Problem requirements:
The output should be all lines of the entries below in which the word "period" occurs.
________
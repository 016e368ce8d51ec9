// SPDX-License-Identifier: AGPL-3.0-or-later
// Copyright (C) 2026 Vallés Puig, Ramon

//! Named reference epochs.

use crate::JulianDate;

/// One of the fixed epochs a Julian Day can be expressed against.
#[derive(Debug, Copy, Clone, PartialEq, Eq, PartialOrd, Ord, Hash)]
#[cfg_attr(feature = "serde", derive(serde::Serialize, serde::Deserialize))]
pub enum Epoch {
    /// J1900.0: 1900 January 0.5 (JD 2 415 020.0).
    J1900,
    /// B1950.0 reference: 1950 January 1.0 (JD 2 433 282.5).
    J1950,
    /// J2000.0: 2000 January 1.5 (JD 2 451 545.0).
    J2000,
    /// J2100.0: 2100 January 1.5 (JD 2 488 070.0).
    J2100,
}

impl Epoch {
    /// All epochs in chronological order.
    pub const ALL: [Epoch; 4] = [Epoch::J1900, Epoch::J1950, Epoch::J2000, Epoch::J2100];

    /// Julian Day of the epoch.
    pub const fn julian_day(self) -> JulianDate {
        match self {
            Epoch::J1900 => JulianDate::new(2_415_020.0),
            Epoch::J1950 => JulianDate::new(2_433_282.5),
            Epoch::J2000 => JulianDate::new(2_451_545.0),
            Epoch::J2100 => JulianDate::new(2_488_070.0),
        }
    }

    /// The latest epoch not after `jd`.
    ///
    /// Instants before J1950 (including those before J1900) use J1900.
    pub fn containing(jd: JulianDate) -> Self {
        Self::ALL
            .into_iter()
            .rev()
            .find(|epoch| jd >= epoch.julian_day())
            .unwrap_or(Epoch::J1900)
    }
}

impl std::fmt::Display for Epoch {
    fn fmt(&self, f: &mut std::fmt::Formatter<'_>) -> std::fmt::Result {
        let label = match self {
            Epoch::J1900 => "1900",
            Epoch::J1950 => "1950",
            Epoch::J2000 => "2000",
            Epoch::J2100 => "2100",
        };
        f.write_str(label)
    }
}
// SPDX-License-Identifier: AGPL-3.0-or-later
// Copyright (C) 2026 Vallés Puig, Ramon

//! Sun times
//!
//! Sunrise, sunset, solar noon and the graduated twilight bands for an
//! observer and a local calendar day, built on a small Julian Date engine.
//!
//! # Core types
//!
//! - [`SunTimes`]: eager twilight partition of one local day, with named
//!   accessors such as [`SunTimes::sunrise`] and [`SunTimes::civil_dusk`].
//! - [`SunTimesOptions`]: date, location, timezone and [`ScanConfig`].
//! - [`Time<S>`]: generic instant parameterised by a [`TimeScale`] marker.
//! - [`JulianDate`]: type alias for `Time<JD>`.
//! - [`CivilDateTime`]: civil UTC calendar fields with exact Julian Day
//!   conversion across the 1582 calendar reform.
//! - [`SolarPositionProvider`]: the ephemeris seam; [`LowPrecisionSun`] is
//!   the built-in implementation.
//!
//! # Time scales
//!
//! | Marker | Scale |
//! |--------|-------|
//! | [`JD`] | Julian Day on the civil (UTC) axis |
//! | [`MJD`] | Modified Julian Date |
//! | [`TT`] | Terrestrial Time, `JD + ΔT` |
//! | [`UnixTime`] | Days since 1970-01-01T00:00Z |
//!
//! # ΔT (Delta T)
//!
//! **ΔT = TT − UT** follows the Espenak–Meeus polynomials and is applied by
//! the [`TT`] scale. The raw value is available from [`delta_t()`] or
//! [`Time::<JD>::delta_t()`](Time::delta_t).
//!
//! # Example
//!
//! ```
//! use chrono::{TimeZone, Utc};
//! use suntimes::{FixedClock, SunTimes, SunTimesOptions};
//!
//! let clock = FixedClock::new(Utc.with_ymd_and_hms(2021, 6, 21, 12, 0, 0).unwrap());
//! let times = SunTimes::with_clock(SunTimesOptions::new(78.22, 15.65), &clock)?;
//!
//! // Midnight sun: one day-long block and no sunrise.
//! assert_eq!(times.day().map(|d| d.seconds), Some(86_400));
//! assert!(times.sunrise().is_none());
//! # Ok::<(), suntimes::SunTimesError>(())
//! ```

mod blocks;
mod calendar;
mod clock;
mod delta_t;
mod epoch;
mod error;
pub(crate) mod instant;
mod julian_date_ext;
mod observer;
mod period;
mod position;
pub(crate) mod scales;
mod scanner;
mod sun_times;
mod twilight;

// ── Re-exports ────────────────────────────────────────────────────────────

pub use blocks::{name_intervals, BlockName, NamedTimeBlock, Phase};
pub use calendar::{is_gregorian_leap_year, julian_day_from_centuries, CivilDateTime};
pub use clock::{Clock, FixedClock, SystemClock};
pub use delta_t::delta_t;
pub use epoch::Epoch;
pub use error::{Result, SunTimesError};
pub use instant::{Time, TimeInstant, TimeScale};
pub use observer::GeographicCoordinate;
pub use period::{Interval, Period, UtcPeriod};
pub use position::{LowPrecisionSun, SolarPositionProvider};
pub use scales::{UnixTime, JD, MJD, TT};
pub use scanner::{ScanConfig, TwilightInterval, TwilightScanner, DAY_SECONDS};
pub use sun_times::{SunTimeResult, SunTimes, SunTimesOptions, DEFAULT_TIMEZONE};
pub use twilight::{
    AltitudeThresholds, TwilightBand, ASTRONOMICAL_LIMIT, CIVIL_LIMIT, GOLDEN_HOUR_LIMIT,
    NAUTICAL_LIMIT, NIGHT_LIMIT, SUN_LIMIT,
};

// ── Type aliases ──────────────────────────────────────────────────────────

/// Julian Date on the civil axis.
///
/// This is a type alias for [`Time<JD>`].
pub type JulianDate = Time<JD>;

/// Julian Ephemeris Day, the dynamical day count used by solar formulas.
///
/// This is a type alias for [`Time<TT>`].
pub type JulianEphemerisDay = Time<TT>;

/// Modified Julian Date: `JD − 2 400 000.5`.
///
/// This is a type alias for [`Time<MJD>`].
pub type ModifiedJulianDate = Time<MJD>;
________
Response to the exercise:
mod period;
pub use period::{Interval, Period, UtcPeriod};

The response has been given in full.